**WHAT TO PRODUCE**
Every line in the data below that has the word "services" should be returned.

**SUPPLIED DATA**

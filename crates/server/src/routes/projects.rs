use axum::{
    Extension, Json, Router,
    extract::{Path, Query, State},
    http::StatusCode,
    middleware::from_fn_with_state,
    response::Json as ResponseJson,
    routing::{get, post},
};
use db::models::{
    category::Category,
    project::{Project, ProjectError, ProjectSummary},
    user::{PublicUser, User},
};
use deployment::Deployment;
use serde::{Deserialize, Serialize};
use services::services::{
    projects::{
        CreateProjectForm, PRESENTER_TEMPLATES, UpdateProjectForm, presenter_template,
    },
    scheduler::{self, NextTask, SchedulerKind},
    stats::{self, ProjectStats},
    task_runs::SubmitError,
};
use ts_rs::TS;
use utils::response::ApiResponse;

use crate::{
    DeploymentImpl,
    error::ApiError,
    middleware::{Identity, load_project_middleware},
    routes::{Page, PageQuery, export, import, tasks},
};

#[derive(Debug, Serialize, TS)]
pub struct ProjectDetail {
    #[serde(flatten)]
    #[ts(flatten)]
    pub project: ProjectSummary,
    pub overall_progress: i64,
    pub needs_password: bool,
    pub owner: Option<PublicUser>,
}

#[derive(Debug, Serialize, TS)]
pub struct PresenterView {
    pub task_presenter: Option<String>,
    pub templates: Vec<String>,
}

#[derive(Debug, Deserialize, TS)]
pub struct PresenterRequest {
    pub task_presenter: String,
}

#[derive(Debug, Deserialize, TS)]
pub struct PasswordRequest {
    pub password: String,
}

#[derive(Debug, Serialize, TS)]
pub struct UnlockResponse {
    pub token: String,
}

#[derive(Debug, Default, Deserialize)]
pub struct NewTaskQuery {
    #[serde(default)]
    pub offset: i64,
}

pub async fn list_published(
    State(deployment): State<DeploymentImpl>,
    Query(query): Query<PageQuery>,
) -> Result<ResponseJson<ApiResponse<Page<ProjectSummary>>>, ApiError> {
    published_page(&deployment, None, &query).await
}

pub async fn list_category(
    State(deployment): State<DeploymentImpl>,
    Path(category): Path<String>,
    Query(query): Query<PageQuery>,
) -> Result<ResponseJson<ApiResponse<Page<ProjectSummary>>>, ApiError> {
    let category = Category::find_by_short_name(&deployment.db().pool, &category)
        .await?
        .ok_or_else(ApiError::not_found)?;
    published_page(&deployment, Some(category.id), &query).await
}

async fn published_page(
    deployment: &DeploymentImpl,
    category_id: Option<i64>,
    query: &PageQuery,
) -> Result<ResponseJson<ApiResponse<Page<ProjectSummary>>>, ApiError> {
    let pool = &deployment.db().pool;
    let per_page = deployment.config().read().await.per_page;
    let total = Project::count_published(pool, category_id).await?;
    let offset = query.offset(per_page, total)?;
    let projects = Project::find_published(pool, category_id, per_page, offset).await?;
    Ok(ResponseJson(ApiResponse::success(
        query.page(projects, per_page, total),
    )))
}

pub async fn list_featured(
    State(deployment): State<DeploymentImpl>,
) -> Result<ResponseJson<ApiResponse<Vec<ProjectSummary>>>, ApiError> {
    let projects = Project::find_featured(&deployment.db().pool).await?;
    Ok(ResponseJson(ApiResponse::success(projects)))
}

pub async fn list_drafts(
    State(deployment): State<DeploymentImpl>,
    Extension(identity): Extension<Identity>,
    Query(query): Query<PageQuery>,
) -> Result<ResponseJson<ApiResponse<Page<ProjectSummary>>>, ApiError> {
    identity.admin()?;
    let pool = &deployment.db().pool;
    let per_page = deployment.config().read().await.per_page;
    let total = Project::count_drafts(pool).await?;
    let offset = query.offset(per_page, total)?;
    let projects = Project::find_drafts(pool, per_page, offset).await?;
    Ok(ResponseJson(ApiResponse::success(
        query.page(projects, per_page, total),
    )))
}

pub async fn create_project(
    State(deployment): State<DeploymentImpl>,
    Extension(identity): Extension<Identity>,
    Json(payload): Json<CreateProjectForm>,
) -> Result<(StatusCode, ResponseJson<ApiResponse<Project>>), ApiError> {
    let owner = identity.user()?;
    tracing::debug!("Creating project '{}'", payload.name);
    let project = deployment
        .projects()
        .create(&deployment.db().pool, owner, &payload)
        .await?;
    Ok((
        StatusCode::CREATED,
        ResponseJson(ApiResponse::success_with_message(
            project,
            "Project created!",
        )),
    ))
}

pub async fn get_project(
    State(deployment): State<DeploymentImpl>,
    Extension(project): Extension<Project>,
) -> Result<ResponseJson<ApiResponse<ProjectDetail>>, ApiError> {
    let pool = &deployment.db().pool;
    let summary = Project::find_summary(pool, project.id)
        .await?
        .ok_or(ProjectError::ProjectNotFound)?;
    let owner = User::find_by_id(pool, project.owner_id)
        .await?
        .as_ref()
        .map(PublicUser::from);
    Ok(ResponseJson(ApiResponse::success(ProjectDetail {
        overall_progress: summary.overall_progress(),
        needs_password: project.needs_password(),
        owner,
        project: summary,
    })))
}

pub async fn update_project(
    State(deployment): State<DeploymentImpl>,
    Extension(identity): Extension<Identity>,
    Extension(project): Extension<Project>,
    Json(payload): Json<UpdateProjectForm>,
) -> Result<ResponseJson<ApiResponse<Project>>, ApiError> {
    identity.manager_of(&project)?;
    let updated = deployment
        .projects()
        .update(&deployment.db().pool, &project, &payload)
        .await?;
    Ok(ResponseJson(ApiResponse::success_with_message(
        updated,
        "Project updated!",
    )))
}

pub async fn delete_project(
    State(deployment): State<DeploymentImpl>,
    Extension(identity): Extension<Identity>,
    Extension(project): Extension<Project>,
) -> Result<ResponseJson<ApiResponse<()>>, ApiError> {
    identity.manager_of(&project)?;
    if Project::delete(&deployment.db().pool, project.id).await? == 0 {
        return Err(ApiError::not_found());
    }
    tracing::info!("Project {} deleted", project.short_name);
    Ok(ResponseJson(ApiResponse::success_with_message(
        (),
        "Project deleted!",
    )))
}

/// Owner view of the project, including its numeric id.
pub async fn project_settings(
    Extension(identity): Extension<Identity>,
    Extension(project): Extension<Project>,
) -> Result<ResponseJson<ApiResponse<Project>>, ApiError> {
    identity.manager_of(&project)?;
    Ok(ResponseJson(ApiResponse::success(project)))
}

pub async fn get_presenter(
    State(deployment): State<DeploymentImpl>,
    Extension(identity): Extension<Identity>,
    Extension(project): Extension<Project>,
) -> Result<ResponseJson<ApiResponse<PresenterView>>, ApiError> {
    identity.ensure_unlocked(deployment.projects(), &project)?;
    Ok(ResponseJson(ApiResponse::success(PresenterView {
        task_presenter: project.task_presenter().map(str::to_string),
        templates: PRESENTER_TEMPLATES.iter().map(|t| t.to_string()).collect(),
    })))
}

pub async fn set_presenter(
    State(deployment): State<DeploymentImpl>,
    Extension(identity): Extension<Identity>,
    Extension(project): Extension<Project>,
    Json(payload): Json<PresenterRequest>,
) -> Result<ResponseJson<ApiResponse<()>>, ApiError> {
    identity.manager_of(&project)?;
    services::services::projects::ProjectService::set_task_presenter(
        &deployment.db().pool,
        &project,
        &payload.task_presenter,
    )
    .await?;
    Ok(ResponseJson(ApiResponse::success_with_message(
        (),
        "Your task presenter has been updated!",
    )))
}

pub async fn get_presenter_template(
    Extension(identity): Extension<Identity>,
    Extension(project): Extension<Project>,
    Path((_short_name, template)): Path<(String, String)>,
) -> Result<ResponseJson<ApiResponse<String>>, ApiError> {
    identity.manager_of(&project)?;
    let html = presenter_template(&template).ok_or_else(ApiError::not_found)?;
    Ok(ResponseJson(ApiResponse::success(html)))
}

pub async fn tutorial(
    Extension(project): Extension<Project>,
) -> Result<ResponseJson<ApiResponse<Option<String>>>, ApiError> {
    Ok(ResponseJson(ApiResponse::success(
        project.tutorial().map(str::to_string),
    )))
}

pub async fn unlock(
    State(deployment): State<DeploymentImpl>,
    Extension(project): Extension<Project>,
    Json(payload): Json<PasswordRequest>,
) -> Result<ResponseJson<ApiResponse<UnlockResponse>>, ApiError> {
    let token = deployment.projects().unlock(&project, &payload.password)?;
    Ok(ResponseJson(ApiResponse::success(UnlockResponse { token })))
}

/// Next task for the caller, or the tutorial on a first visit.
pub async fn new_task(
    State(deployment): State<DeploymentImpl>,
    Extension(identity): Extension<Identity>,
    Extension(project): Extension<Project>,
    Query(query): Query<NewTaskQuery>,
) -> Result<ResponseJson<ApiResponse<NextTask>>, ApiError> {
    let contributor = identity.contributor();
    if contributor.is_anonymous() && !project.allow_anonymous_contributors {
        return Err(SubmitError::SignInRequired.into());
    }
    identity.ensure_unlocked(deployment.projects(), &project)?;

    let fallback = deployment.config().read().await.default_scheduler;
    let next = scheduler::next_for_contributor(
        &deployment.db().pool,
        &project,
        &contributor,
        fallback,
        query.offset.max(0),
    )
    .await?;
    Ok(ResponseJson(ApiResponse::success(next)))
}

pub async fn project_stats(
    State(deployment): State<DeploymentImpl>,
    Extension(project): Extension<Project>,
) -> Result<ResponseJson<ApiResponse<ProjectStats>>, ApiError> {
    let stats = stats::project_stats(&deployment.db().pool, &project).await?;
    Ok(ResponseJson(ApiResponse::success(stats)))
}

pub async fn schedulers() -> ResponseJson<ApiResponse<Vec<String>>> {
    use strum::VariantNames;
    ResponseJson(ApiResponse::success(
        SchedulerKind::VARIANTS.iter().map(|s| s.to_string()).collect(),
    ))
}

pub fn router(deployment: &DeploymentImpl) -> Router<DeploymentImpl> {
    let project_router = Router::new()
        .route(
            "/",
            get(get_project).put(update_project).delete(delete_project),
        )
        .route("/settings", get(project_settings))
        .route("/tasks/presenter", get(get_presenter).put(set_presenter))
        .route(
            "/tasks/presenter/templates/{template}",
            get(get_presenter_template),
        )
        .route("/tutorial", get(tutorial))
        .route("/password", post(unlock))
        .route("/newtask", get(new_task))
        .route("/stats", get(project_stats))
        .merge(tasks::router())
        .merge(import::router())
        .merge(export::router())
        .layer(from_fn_with_state(
            deployment.clone(),
            load_project_middleware,
        ));

    let projects_router = Router::new()
        .route("/", get(list_published).post(create_project))
        .route("/schedulers", get(schedulers))
        .route("/category/featured", get(list_featured))
        .route("/category/draft", get(list_drafts))
        .route("/category/{category}", get(list_category))
        .nest("/{short_name}", project_router);

    Router::new().nest("/projects", projects_router)
}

**TASK ANSWER**
use services::services::{
    services::services::projects::ProjectService::set_task_presenter(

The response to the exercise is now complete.